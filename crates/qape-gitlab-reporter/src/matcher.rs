//! Decides whether an open backlog issue already describes a failure.

use qape_runner_api::ScenarioError;
use tracing::warn;

use crate::client::TrackerClient;
use crate::types::IssueSummary;

/// Find an open marked issue whose description contains one of the
/// failure's error messages, or `None` if the backlog query fails.
///
/// A failed listing degrades to "no match": creating a possible duplicate
/// beats losing the report entirely.
pub async fn find_reported_issue(
    client: &TrackerClient,
    errors: &[ScenarioError],
) -> Option<u64> {
    match client.list_open_marked_issues().await {
        Ok(issues) => match_backlog(&issues, errors),
        Err(error) => {
            warn!(%error, "unable to list open issues, a duplicate issue might be created");
            None
        }
    }
}

/// First-match-wins scan of the backlog.
///
/// Outer loop over issues in the order the tracker returned them, inner loop
/// over the failure's errors; the first `(issue, error)` pair whose
/// description contains the error text decides the result. Error messages
/// are compared after normalizing embedded newlines to the escaped literal
/// form the composer's JSON rendering produces.
pub fn match_backlog(issues: &[IssueSummary], errors: &[ScenarioError]) -> Option<u64> {
    let needles: Vec<String> = errors
        .iter()
        .map(|error| escape_newlines(&error.error))
        .collect();

    for issue in issues {
        let Some(description) = issue.description.as_deref() else {
            continue;
        };
        for needle in &needles {
            if description.contains(needle.as_str()) {
                return Some(issue.iid);
            }
        }
    }

    None
}

fn escape_newlines(message: &str) -> String {
    message.replace('\n', "\\n")
}

#[cfg(test)]
mod tests {
    use super::*;

    fn issue(iid: u64, description: Option<&str>) -> IssueSummary {
        IssueSummary {
            iid,
            description: description.map(String::from),
        }
    }

    #[test]
    fn matches_issue_containing_error_text() {
        let issues = vec![
            issue(41, Some("unrelated failure")),
            issue(42, Some("QApe found: TypeError: x is not a function")),
        ];
        let errors = vec![ScenarioError::new("TypeError: x is not a function")];

        assert_eq!(match_backlog(&issues, &errors), Some(42));
    }

    #[test]
    fn first_matching_issue_wins() {
        let issues = vec![
            issue(41, Some("TypeError: x")),
            issue(42, Some("TypeError: x")),
        ];
        let errors = vec![ScenarioError::new("TypeError: x")];

        assert_eq!(match_backlog(&issues, &errors), Some(41));
    }

    #[test]
    fn any_of_the_failure_errors_can_match() {
        let issues = vec![issue(42, Some("ReferenceError: y is not defined"))];
        let errors = vec![
            ScenarioError::new("TypeError: x"),
            ScenarioError::new("ReferenceError: y is not defined"),
        ];

        assert_eq!(match_backlog(&issues, &errors), Some(42));
    }

    #[test]
    fn multiline_errors_match_their_escaped_rendering() {
        // The composer embeds errors as JSON strings, so a backlog
        // description carries "\n" as two characters.
        let issues = vec![issue(42, Some(r"Error: boom\n    at main.js:1"))];
        let errors = vec![ScenarioError::new("Error: boom\n    at main.js:1")];

        assert_eq!(match_backlog(&issues, &errors), Some(42));
    }

    #[test]
    fn issues_without_description_never_match() {
        let issues = vec![issue(41, None), issue(42, Some("TypeError: x"))];
        let errors = vec![ScenarioError::new("TypeError: x")];

        assert_eq!(match_backlog(&issues, &errors), Some(42));
    }

    #[test]
    fn no_match_yields_none() {
        let issues = vec![issue(41, Some("something else entirely"))];
        let errors = vec![ScenarioError::new("TypeError: x")];

        assert_eq!(match_backlog(&issues, &errors), None);
        assert_eq!(match_backlog(&[], &errors), None);
    }
}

Exercise goal - Locate the word "TrackerClient" in the records and collect each line it appears in.

Output of the task -
use crate::client::TrackerClient;
    client: &TrackerClient,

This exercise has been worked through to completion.